Image for Emil Guillermo: The dovetail of Juneteenth and Vincent Chin
Portrait by Jade Estrella, SFSU 2019

Asian Americans, especially Filipinos whose primary family members came to this country as colonized nationals to work the fields in California, identify with the African Americans in Texas in 1865. The Texans lived as slaves for two years longer than they had to, even though everywhere else black men and women were free.

Some Filipinos never are freed from colonial mentality.

For the Texans, it’s like being held back in school for two years. But worse. Or spending two extra years incarcerated when you should have been free.But even worse.

That’s the infuriation and injustice of Juneteenth.

As I like to point out every year, Juneteenth also brings Asian Americans together with African Americans because of a coincidence in America’s race history.

The day slavery finally ended for all of America is also the day Asian Americans suffered what is considered one of the most famous hate crimes in American race history.

THE VINCENT CHIN COINCIDENCE

It’s hard to believe there may be some people who don’t know Vincent Chin.

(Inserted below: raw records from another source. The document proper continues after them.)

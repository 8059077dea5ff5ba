use crate::config::Config;
use crate::errors::{Result, ScrapeError};
use crate::extractor;
use crate::scrapers::base::HistoricalSource;
use async_trait::async_trait;
use log::{debug, info};
use reqwest::Client;
use scraper::Html;
use std::time::Duration;

// 历史数据的AJAX入口，返回的是表格HTML片段
const HISTORICAL_DATA_URL: &str = "https://www.investing.com/instruments/HistoricalDataAjax";

/// investing.com数据抓取器
pub struct InvestingScraper {
    client: Client,
}

impl InvestingScraper {
    /// 创建新的investing.com抓取器
    pub fn new() -> Result<Self> {
        let client = Client::builder()
            .timeout(Duration::from_secs(30))
            .build()
            .map_err(ScrapeError::RequestError)?;

        Ok(Self { client })
    }

    // 站点要求浏览器式请求头，否则返回403
    fn browser_headers(builder: reqwest::RequestBuilder) -> reqwest::RequestBuilder {
        builder
            .header("User-Agent", "Mozilla/5.0")
            .header("Referer", "https://www.investing.com")
            .header("X-Requested-With", "XMLHttpRequest")
    }
}

#[async_trait]
impl HistoricalSource for InvestingScraper {
    fn source_code(&self) -> &'static str {
        "INVESTING"
    }

    async fn fetch_history_page(&self, config: &Config) -> Result<String> {
        let instrument = &config.instrument;
        info!(
            "获取{}历史数据，区间 {} ~ {}",
            instrument.header, config.start_date, config.end_date
        );

        let form = [
            ("curr_id", instrument.curr_id.to_string()),
            ("smlID", instrument.sml_id.to_string()),
            ("header", instrument.header.clone()),
            ("st_date", config.start_date.clone()),
            ("end_date", config.end_date.clone()),
            ("interval_sec", config.frequency.clone()),
            ("sort_col", "date".to_string()),
            ("sort_ord", config.sort_order.clone()),
            ("action", "historical_data".to_string()),
        ];

        let response = Self::browser_headers(self.client.post(HISTORICAL_DATA_URL))
            .form(&form)
            .send()
            .await
            .map_err(ScrapeError::RequestError)?;

        if !response.status().is_success() {
            return Err(ScrapeError::DataError(format!(
                "Historical data request failed: HTTP status {}",
                response.status()
            )));
        }

        let html = response.text().await?;
        debug!("成功获取响应，{}字节", html.len());
        Ok(html)
    }

    async fn fetch_latest_price(&self, config: &Config) -> Result<f64> {
        let instrument = &config.instrument;
        debug!("获取{}最新价", instrument.header);

        let response = Self::browser_headers(self.client.get(&instrument.page_url))
            .send()
            .await
            .map_err(ScrapeError::RequestError)?;

        if !response.status().is_success() {
            return Err(ScrapeError::DataError(format!(
                "Quote page request failed: HTTP status {}",
                response.status()
            )));
        }

        let html = response.text().await?;
        let document = Html::parse_document(&html);
        extractor::latest_price(&document)
    }
}
//! Host-facing remote configuration client.
//!
//! [`RemoteConfig`] puts the throttler and fetch client in front of the
//! two-slot store. Fetching is the only asynchronous step; activation is a
//! synchronous swap that never suspends. Callback adapters are layered on top
//! for hosts that prefer completion handlers over futures.

use std::collections::BTreeMap;
use std::sync::{Arc, PoisonError, RwLock};
use std::time::Duration;

use time::OffsetDateTime;
use tokio::task::JoinHandle;
use tokio::time::Instant;
use tracing::{debug, warn};

use super::activation::{legacy_result, modern_result, ActivationState, Activator};
use super::fetch::{FetchClient, FetchFailure, FetchOutcome, FetchPolicy};
use super::telemetry::{NoopTelemetry, RemoteConfigTelemetry};
use crate::config::RemoteConfigSettings;
use crate::error::RemoteConfigError;
use crate::snapshot::ConfigValue;
use crate::status::StatusSnapshot;
use crate::store::{ConfigStore, Promotion, ValueSource};
use crate::throttle::{FetchStatus, Throttler};
use crate::transport::Transport;

/// How a successful fetch was satisfied.
#[derive(Debug, Clone, Copy, PartialEq, Eq)]
pub enum FetchSource {
    /// A new snapshot was installed into the fetched slot.
    Remote,
    /// The backend confirmed the fetched snapshot is still current.
    NotModified,
    /// The throttle denied the request and the cached snapshot was kept.
    Cache,
}

/// Outcome reported by [`RemoteConfig::fetch_and_activate`].
#[derive(Debug, Clone, Copy, PartialEq, Eq)]
pub enum FetchAndActivateStatus {
    SuccessFetchedFromRemote,
    SuccessUsingPreFetchedData,
    /// Only reported through the completion adapter, alongside the error.
    Error,
}

/// A value resolved for the host together with where it came from.
#[derive(Debug, Clone, PartialEq, Eq)]
pub struct RemoteConfigValue {
    pub value: Option<ConfigValue>,
    pub source: ValueSource,
}

struct Shared {
    store: Arc<ConfigStore>,
    activator: Activator,
    throttler: Throttler,
    fetch_client: FetchClient,
    settings: RwLock<RemoteConfigSettings>,
    telemetry: RwLock<Arc<dyn RemoteConfigTelemetry>>,
}

/// Remote configuration client owned by the host's composition root.
///
/// Cloning is cheap and every clone observes the same store.
#[derive(Clone)]
pub struct RemoteConfig {
    shared: Arc<Shared>,
}

impl std::fmt::Debug for RemoteConfig {
    fn fmt(&self, f: &mut std::fmt::Formatter<'_>) -> std::fmt::Result {
        f.debug_struct("RemoteConfig")
            .field("settings", &self.settings())
            .field("state", &self.state())
            .field("last_fetch_status", &self.last_fetch_status())
            .finish_non_exhaustive()
    }
}

impl RemoteConfig {
    /// Builds a client over `transport`. The settings are sanitised up-front.
    pub fn new(transport: Arc<dyn Transport>, settings: RemoteConfigSettings) -> Self {
        let settings = settings.sanitise();
        let store = Arc::new(ConfigStore::new());
        let shared = Shared {
            activator: Activator::new(store.clone()),
            throttler: Throttler::new(settings.minimum_fetch_interval),
            fetch_client: FetchClient::new(transport),
            settings: RwLock::new(settings),
            telemetry: RwLock::new(Arc::new(NoopTelemetry)),
            store,
        };
        Self {
            shared: Arc::new(shared),
        }
    }

    /// Installs a telemetry observer, replacing the previous one.
    pub fn set_telemetry(&self, telemetry: Arc<dyn RemoteConfigTelemetry>) {
        *self
            .shared
            .telemetry
            .write()
            .unwrap_or_else(PoisonError::into_inner) = telemetry;
    }

    fn telemetry(&self) -> Arc<dyn RemoteConfigTelemetry> {
        self.shared
            .telemetry
            .read()
            .unwrap_or_else(PoisonError::into_inner)
            .clone()
    }

    pub fn settings(&self) -> RemoteConfigSettings {
        self.shared
            .settings
            .read()
            .unwrap_or_else(PoisonError::into_inner)
            .clone()
    }

    /// Replaces the settings; the new minimum interval applies to the next fetch.
    pub fn set_settings(&self, settings: RemoteConfigSettings) {
        let settings = settings.sanitise();
        self.shared
            .throttler
            .set_minimum_interval(settings.minimum_fetch_interval);
        *self
            .shared
            .settings
            .write()
            .unwrap_or_else(PoisonError::into_inner) = settings;
    }

    /// Fetches using the configured minimum fetch interval.
    pub async fn fetch(&self) -> Result<FetchSource, RemoteConfigError> {
        self.fetch_inner(None).await
    }

    /// Fetches with a per-call expiration that overrides the minimum interval.
    ///
    /// A zero expiration always goes to the network.
    pub async fn fetch_with_expiration(
        &self,
        expiration: Duration,
    ) -> Result<FetchSource, RemoteConfigError> {
        self.fetch_inner(Some(expiration)).await
    }

    async fn fetch_inner(
        &self,
        expiration: Option<Duration>,
    ) -> Result<FetchSource, RemoteConfigError> {
        let shared = &self.shared;
        let telemetry = self.telemetry();

        if let Some(retry_after) = shared.throttler.time_until_allowed(Instant::now(), expiration)
        {
            if shared.store.fetched().is_some() {
                debug!("remote-config: fetch throttled for {retry_after:?}; serving cached config");
                telemetry.on_fetch_success(FetchSource::Cache);
                return Ok(FetchSource::Cache);
            }
            shared.throttler.record_throttled();
            debug!("remote-config: fetch throttled for {retry_after:?}; nothing cached");
            telemetry.on_fetch_throttled(retry_after);
            return Err(FetchFailure::Throttled { retry_after }.into());
        }

        let settings = self.settings();
        let sequence = shared.store.begin_fetch();
        let _in_flight = shared.activator.fetch_started();
        let policy = FetchPolicy {
            namespace: settings.namespace,
            last_known_version: shared
                .store
                .fetched()
                .and_then(|snapshot| snapshot.version().map(str::to_owned)),
            max_age: expiration.unwrap_or(settings.minimum_fetch_interval),
            timeout: settings.fetch_timeout,
        };

        match shared.fetch_client.fetch(&policy).await {
            FetchOutcome::Success(snapshot) => {
                let keys = snapshot.len();
                if !shared.store.set_fetched(snapshot, sequence) {
                    debug!("remote-config: fetch #{sequence} superseded by a later fetch");
                }
                shared.throttler.record_success(Instant::now());
                debug!("remote-config: fetch #{sequence} returned {keys} keys");
                telemetry.on_fetch_success(FetchSource::Remote);
                Ok(FetchSource::Remote)
            }
            FetchOutcome::NoChange => {
                shared.store.confirm_fetched(sequence);
                shared.throttler.record_success(Instant::now());
                debug!("remote-config: fetch #{sequence} not modified");
                telemetry.on_fetch_success(FetchSource::NotModified);
                Ok(FetchSource::NotModified)
            }
            FetchOutcome::Failure(failure) => {
                shared.throttler.record_failure();
                let error = RemoteConfigError::from(failure);
                warn!("remote-config: fetch #{sequence} failed: {error}");
                telemetry.on_fetch_error(&error);
                Err(error)
            }
        }
    }

    fn promote(&self) -> Promotion {
        let promotion = self.shared.activator.promote();
        if promotion.error.is_none() {
            self.telemetry().on_activate(promotion.changed);
        }
        promotion
    }

    /// Promotes the fetched snapshot and reports whether the active mapping changed.
    ///
    /// Never fails: with nothing fetched the result is `Ok(false)`.
    pub fn activate(&self) -> Result<bool, RemoteConfigError> {
        modern_result(&self.promote())
    }

    /// Promotes the fetched snapshot under the legacy contract.
    ///
    /// Fails with [`RemoteConfigError::NoFetchedConfig`] before the first
    /// successful fetch, and with [`RemoteConfigError::NoOpActivation`] when a
    /// repeated promotion left the active mapping unchanged.
    pub fn activate_legacy(&self) -> Result<(), RemoteConfigError> {
        let result = legacy_result(&self.promote());
        if let Err(error) = &result {
            debug!("remote-config: legacy activation rejected: {error}");
            self.telemetry().on_activate_rejected(error);
        }
        result
    }

    /// Fetches, then activates with the legacy contract.
    ///
    /// A fetch failure is returned as-is and no promotion is attempted.
    pub async fn fetch_and_activate(&self) -> Result<FetchAndActivateStatus, RemoteConfigError> {
        let source = self.fetch().await?;
        self.activate_legacy()?;
        Ok(match source {
            FetchSource::Remote => FetchAndActivateStatus::SuccessFetchedFromRemote,
            FetchSource::NotModified | FetchSource::Cache => {
                FetchAndActivateStatus::SuccessUsingPreFetchedData
            }
        })
    }

    /// Spawns [`RemoteConfig::fetch`] on the current runtime and reports the
    /// resulting fetch status. Must be called from within a tokio runtime.
    pub fn fetch_with_completion<F>(&self, completion: F) -> JoinHandle<()>
    where
        F: FnOnce(FetchStatus, Option<RemoteConfigError>) + Send + 'static,
    {
        let client = self.clone();
        tokio::spawn(async move {
            let result = client.fetch().await;
            client.complete_fetch(result, completion);
        })
    }

    /// Callback form of [`RemoteConfig::fetch_with_expiration`].
    pub fn fetch_with_expiration_and_completion<F>(
        &self,
        expiration: Duration,
        completion: F,
    ) -> JoinHandle<()>
    where
        F: FnOnce(FetchStatus, Option<RemoteConfigError>) + Send + 'static,
    {
        let client = self.clone();
        tokio::spawn(async move {
            let result = client.fetch_with_expiration(expiration).await;
            client.complete_fetch(result, completion);
        })
    }

    fn complete_fetch<F>(&self, result: Result<FetchSource, RemoteConfigError>, completion: F)
    where
        F: FnOnce(FetchStatus, Option<RemoteConfigError>),
    {
        match result {
            Ok(_) => completion(FetchStatus::Success, None),
            Err(error) => completion(failed_fetch_status(&error), Some(error)),
        }
    }

    /// Callback form of [`RemoteConfig::activate`]; runs inline.
    pub fn activate_with_completion<F>(&self, completion: F)
    where
        F: FnOnce(bool, Option<RemoteConfigError>),
    {
        match self.activate() {
            Ok(changed) => completion(changed, None),
            Err(error) => completion(false, Some(error)),
        }
    }

    /// Callback form of [`RemoteConfig::activate_legacy`]; runs inline.
    pub fn activate_legacy_with_completion<F>(&self, completion: F)
    where
        F: FnOnce(Option<RemoteConfigError>),
    {
        completion(self.activate_legacy().err());
    }

    /// Callback form of [`RemoteConfig::fetch_and_activate`].
    pub fn fetch_and_activate_with_completion<F>(&self, completion: F) -> JoinHandle<()>
    where
        F: FnOnce(FetchAndActivateStatus, Option<RemoteConfigError>) + Send + 'static,
    {
        let client = self.clone();
        tokio::spawn(async move {
            match client.fetch_and_activate().await {
                Ok(status) => completion(status, None),
                Err(error) => completion(FetchAndActivateStatus::Error, Some(error)),
            }
        })
    }

    /// Active value for `key`, without falling back to defaults.
    pub fn get(&self, key: &str) -> Option<ConfigValue> {
        self.shared.store.get_active(key)
    }

    /// Resolves `key` against the active config, then the in-app defaults.
    pub fn value(&self, key: &str) -> RemoteConfigValue {
        match self.shared.store.value(key) {
            Some((value, source)) => RemoteConfigValue {
                value: Some(value),
                source,
            },
            None => RemoteConfigValue {
                value: None,
                source: ValueSource::Static,
            },
        }
    }

    /// Replaces the in-app defaults.
    pub fn set_defaults<I, K, V>(&self, defaults: I)
    where
        I: IntoIterator<Item = (K, V)>,
        K: Into<String>,
        V: Into<ConfigValue>,
    {
        let defaults: BTreeMap<String, ConfigValue> = defaults
            .into_iter()
            .map(|(k, v)| (k.into(), v.into()))
            .collect();
        self.shared.store.set_defaults(defaults);
    }

    /// Sorted keys known to `source`.
    pub fn keys(&self, source: ValueSource) -> Vec<String> {
        self.shared.store.keys(source)
    }

    pub fn last_fetch_status(&self) -> FetchStatus {
        self.shared.throttler.last_status()
    }

    /// Wall-clock time of the last successful fetch.
    pub fn last_fetch_time(&self) -> Option<OffsetDateTime> {
        self.shared.throttler.last_fetch_time()
    }

    pub fn state(&self) -> ActivationState {
        self.shared.activator.state()
    }

    /// Captures a diagnostic snapshot of the client.
    pub fn status(&self) -> StatusSnapshot {
        let store = &self.shared.store;
        let active = store.active();
        StatusSnapshot {
            last_fetch_status: self.last_fetch_status(),
            last_fetch_time: self.last_fetch_time(),
            state: self.state(),
            fetched_version: store
                .fetched()
                .and_then(|snapshot| snapshot.version().map(str::to_owned)),
            active_version: active.version().map(str::to_owned),
            active_keys: active.len(),
            promotions: store.promotion_count(),
        }
    }
}

fn failed_fetch_status(error: &RemoteConfigError) -> FetchStatus {
    match error {
        RemoteConfigError::Throttled { .. } => FetchStatus::Throttled,
        _ => FetchStatus::Failure,
    }
}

But even after 42 years, some people may have only a vague sense of Chin, the Chinese American who died in a Detroit hospital officially on June 23, 1982.

But it was four days after an assailant struck Chin in the head with a baseball bat on June 19, 1982.

It was Vincent Chin's Juneteenth.

That’s when Chin crossed paths with Ronald Ebens in a strip club in Detroit.

Ebens, a white auto worker in an industry under siege by Japanese imports, saw Chin, and his brain registered “Japanese,” even though Chin was Chinese American.

I asked Ebens about this in 2012 and he denied the racial subtext of the incident: “It had nothing to do with the auto industry or Asians or anything else. Never did, never will. I could have cared less about that. That’s the biggest fallacy of the whole thing.”

Really? To him, was it really just pure rage like he would have shown another white male at a strip club? Chin’s friends, who were there, testified in court to the contrary.

It was a supercharged rage, as we will see.

But Ebens may have told me all that to lessen the racial aspect of the crime. It was anger. And it was murder.

Ebens couldn’t deny the most important fact–it was intentional.

After leaving the strip club, Ebens said he hunted down Chin, found him in the parking lot of a suburban McDonald’s,and then swung a baseball bat at Chin’s head resulting in his death.

Forty-two years after that day, Ebens, 84, has never served time for the murder. Nor has Ebens--ordered to pay $1.5 million to the Chin family in a wrongful death settlement—ever paid off his debt to the Chin family.

Ebens has avoided justice even when he knows he’s at fault.

“I’m as much to blame,” Ebens admitted to me during one of several long phone calls. “I should’ve been smart enough to just call it a day. After [Chin and his friends] started to disperse, it was time to get in the car and go home.”

But he didn’t.

Ebens and his stepson, Michael Nitz, got to Chin in that McDonald’s parking lot, and as Nitz stood behind Chin, Ebens swung the bat.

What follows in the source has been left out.